U.S. Medical Team To Visit Liberia
A medical team of dozens of specialist neurosurgeon doctors from the United States of America and Canada called the ‘Korlebu-Bu team’, will be visiting Liberia to treat brain, kidney and neurology related patients in the country on humanitarian grounds.This was disclosed to journalists yesterday at the regular Thursday Ministry of Information, Culture affairs and Tourism (MICA) press briefing by two young Liberian doctors, Dr Alvin Nah Doe, a newly trained neurologist assigned at the Jackson F. Doe Memorial Hospital and Dr. Saygbeh M. Vanyanbah, a General Neurosurgeon.
According to Dr. Nah Doe the Deputy Executive Officer at the Jackson F. Doe Memorial Hospital and a General Surgeon specialist, the group will be expected to arrive in Liberia in 2 or 3 weeks time, adding that everything will be done to ensure that the treatment which normally costs about USD$30,000 to USD$40,000 in the United States will be cut to a minimum of USD$175 in Liberia on a case by case basis.
“The Korelu-Bu’ team is mostly composed of American and Canadian medical specialists and has its headquarters in British Columbia in Canada, while many of them are experienced professors and medical practitioners in California, USA,” Dr. Nah Doe said.

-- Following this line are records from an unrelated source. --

//! Mock IPAM client for unit testing
//!
//! Stores pools and claims in memory, records every call in order, and can be
//! told to fail a specific operation or to hold objects after deletion so
//! callers can observe deletion that has been requested but not completed.

use crate::error::IpamError;
use crate::ipam_trait::IpamClientTrait;
use crate::models::*;
use crds::IpFamily;
use std::collections::{BTreeMap, HashMap};
use std::sync::{Arc, Mutex};

/// Operations that can be made to fail.
#[derive(Debug, Clone, Copy, PartialEq, Eq, Hash)]
pub enum MockOperation {
    GetPool,
    CreatePool,
    ListPools,
    DeletePool,
    GetClaim,
    CreateClaim,
    ListClaims,
    DeleteClaim,
}

#[derive(Debug, Default)]
struct MockState {
    // (namespace, name) -> object
    pools: BTreeMap<(String, String), Pool>,
    claims: BTreeMap<(String, String), Claim>,
    // objects whose deletion was requested but is being held
    terminating: Vec<(String, String)>,
    hold_deletes: bool,
    failures: HashMap<MockOperation, String>,
    calls: Vec<String>,
}

/// Mock IPAM client for testing
#[derive(Debug, Clone, Default)]
pub struct MockIpamClient {
    state: Arc<Mutex<MockState>>,
}

impl MockIpamClient {
    /// Create a new, empty mock client
    pub fn new() -> Self {
        Self::default()
    }

    /// Add a pool to the mock store (for test setup)
    pub fn add_pool(&self, pool: Pool) {
        let key = (pool.namespace.clone(), pool.name.clone());
        self.state.lock().unwrap().pools.insert(key, pool);
    }

    /// Add a claim to the mock store (for test setup)
    pub fn add_claim(&self, claim: Claim) {
        let key = (claim.namespace.clone(), claim.name.clone());
        self.state.lock().unwrap().claims.insert(key, claim);
    }

    /// Simulate the provider satisfying a claim
    pub fn resolve_claim(&self, namespace: &str, name: &str, address: ResolvedAddress) {
        let mut state = self.state.lock().unwrap();
        if let Some(claim) = state.claims.get_mut(&(namespace.to_string(), name.to_string())) {
            claim.address = Some(address);
        }
    }

    /// Make the next call of `op` fail with an API error
    pub fn fail_next(&self, op: MockOperation, message: &str) {
        self.state.lock().unwrap().failures.insert(op, message.to_string());
    }

    /// While set, deletes are recorded but objects stay visible
    pub fn hold_deletes(&self, hold: bool) {
        let mut state = self.state.lock().unwrap();
        state.hold_deletes = hold;
        if !hold {
            let terminating = std::mem::take(&mut state.terminating);
            for key in terminating {
                state.pools.remove(&key);
                state.claims.remove(&key);
            }
        }
    }

    pub fn pool(&self, namespace: &str, name: &str) -> Option<Pool> {
        self.state.lock().unwrap().pools.get(&(namespace.to_string(), name.to_string())).cloned()
    }

    pub fn claim(&self, namespace: &str, name: &str) -> Option<Claim> {
        self.state.lock().unwrap().claims.get(&(namespace.to_string(), name.to_string())).cloned()
    }

    pub fn pool_count(&self) -> usize {
        self.state.lock().unwrap().pools.len()
    }

    pub fn claim_count(&self) -> usize {
        self.state.lock().unwrap().claims.len()
    }

    /// Every call made so far, as `operation:name`
    pub fn calls(&self) -> Vec<String> {
        self.state.lock().unwrap().calls.clone()
    }

    /// Number of recorded calls whose operation matches `prefix`
    pub fn call_count(&self, prefix: &str) -> usize {
        self.calls().iter().filter(|c| c.starts_with(prefix)).count()
    }

    fn record(&self, op: MockOperation, call: String) -> Result<(), IpamError> {
        let mut state = self.state.lock().unwrap();
        state.calls.push(call);
        match state.failures.remove(&op) {
            Some(message) => Err(IpamError::Api(message)),
            None => Ok(()),
        }
    }
}

#[async_trait::async_trait]
impl IpamClientTrait for MockIpamClient {
    async fn get_pool(&self, owner: &ClusterIdentity, family: IpFamily) -> Result<Pool, IpamError> {
        let name = pool_name(owner, family);
        self.record(MockOperation::GetPool, format!("get_pool:{}", name))?;
        self.pool(&owner.namespace, &name)
            .ok_or_else(|| IpamError::NotFound(format!("InClusterIPPool {}/{}", owner.namespace, name)))
    }

    async fn create_pool(&self, owner: &ClusterIdentity, request: &PoolRequest) -> Result<Pool, IpamError> {
        let name = pool_name(owner, request.family);
        self.record(MockOperation::CreatePool, format!("create_pool:{}", name))?;
        let mut state = self.state.lock().unwrap();
        let key = (owner.namespace.clone(), name.clone());
        if state.pools.contains_key(&key) {
            return Err(IpamError::AlreadyExists(format!("InClusterIPPool {}/{}", owner.namespace, name)));
        }
        let pool = Pool {
            name,
            namespace: owner.namespace.clone(),
            family: Some(request.family),
            addresses: request.addresses.clone(),
            gateway: Some(request.gateway.clone()),
            prefix: request.prefix,
        };
        state.pools.insert(key, pool.clone());
        Ok(pool)
    }

    async fn list_pools(&self, owner: &ClusterIdentity) -> Result<Vec<Pool>, IpamError> {
        self.record(MockOperation::ListPools, format!("list_pools:{}", owner.name))?;
        let state = self.state.lock().unwrap();
        Ok(IpFamily::ALL
            .iter()
            .filter_map(|f| state.pools.get(&(owner.namespace.clone(), pool_name(owner, *f))).cloned())
            .collect())
    }

    async fn delete_pool(&self, namespace: &str, name: &str) -> Result<(), IpamError> {
        self.record(MockOperation::DeletePool, format!("delete_pool:{}", name))?;
        let mut state = self.state.lock().unwrap();
        let key = (namespace.to_string(), name.to_string());
        if !state.pools.contains_key(&key) {
            return Err(IpamError::NotFound(format!("InClusterIPPool {}/{}", namespace, name)));
        }
        if state.hold_deletes {
            state.terminating.push(key);
        } else {
            state.pools.remove(&key);
        }
        Ok(())
    }

    async fn get_claim(&self, owner: &ClusterIdentity) -> Result<Claim, IpamError> {
        let name = claim_name(owner);
        self.record(MockOperation::GetClaim, format!("get_claim:{}", name))?;
        self.claim(&owner.namespace, &name)
            .ok_or_else(|| IpamError::NotFound(format!("IPAddressClaim {}/{}", owner.namespace, name)))
    }

    async fn create_claim(&self, owner: &ClusterIdentity, pool_name: &str) -> Result<Claim, IpamError> {
        let name = claim_name(owner);
        self.record(MockOperation::CreateClaim, format!("create_claim:{}", name))?;
        let mut state = self.state.lock().unwrap();
        let key = (owner.namespace.clone(), name.clone());
        if state.claims.contains_key(&key) {
            return Err(IpamError::AlreadyExists(format!("IPAddressClaim {}/{}", owner.namespace, name)));
        }
        let claim = Claim {
            name,
            namespace: owner.namespace.clone(),
            pool_name: pool_name.to_string(),
            address: None,
        };
        state.claims.insert(key, claim.clone());
        Ok(claim)
    }

    async fn list_claims(&self, owner: &ClusterIdentity) -> Result<Vec<Claim>, IpamError> {
        self.record(MockOperation::ListClaims, format!("list_claims:{}", owner.name))?;
        let state = self.state.lock().unwrap();
        Ok(state
            .claims
            .get(&(owner.namespace.clone(), claim_name(owner)))
            .cloned()
            .into_iter()
            .collect())
    }

    async fn delete_claim(&self, namespace: &str, name: &str) -> Result<(), IpamError> {
        self.record(MockOperation::DeleteClaim, format!("delete_claim:{}", name))?;
        let mut state = self.state.lock().unwrap();
        let key = (namespace.to_string(), name.to_string());
        if !state.claims.contains_key(&key) {
            return Err(IpamError::NotFound(format!("IPAddressClaim {}/{}", namespace, name)));
        }
        if state.hold_deletes {
            state.terminating.push(key);
        } else {
            state.claims.remove(&key);
        }
        Ok(())
    }
}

He said in this regards they have announced to all medical facilities in the country through their county health team directors to begin the registrations and screening of interested Liberians with brain, kidney and related neurology problems in hospitals and health care facilities in the country, adding that when the team arrive they will be based at the JFK Hospital and the Redemption Hospitals for the surgical operations.
He noted that they will be coming with a huge team of doctors, and their services will not be limited to Jackson F. Doe Memorial Hospital in Tappita, Nimba county, we have decided to do screening at a minimum fee, and have contacted and informed all county health teams, these surgeries are not only expensive but cannot be done here due to the lack of materials.
Dr. Doe who indicated that he is only active Liberian neurologist in the country as 5 others have gone out of the country for further studies, said no Liberian who has expressed interest will be deprived, adding that the charge on a case by case basis means that a farmer with no income for example, will be treated on a free of charge basis, while someone who owns a jeep will be expected to pay more than a student or a driver.
For his part, Dr. Vanyanbah re-emphasized that no Liberian will be denied treatment, although the minimum charge will be about US$175 instead of the US$30,000 or US$40,000 normally charged in the USA for such a treatment or out of the country. He added that most of these doctors that will come will be using their own money to come to Liberia, and for their hotel and travel expenses within Liberia.
He said the name Korle-Bu team is derived from the name of the hospital in Ghana, Korle-Bu hospital where they have also performed the same humanitarian services.
He used the platform to appeal to Liberians with neurosurgeon case to go for screening at their nearest hospital, that is people with ‘big-heads’ full of liquid that can be drawn out, brain and kidney problems, among others.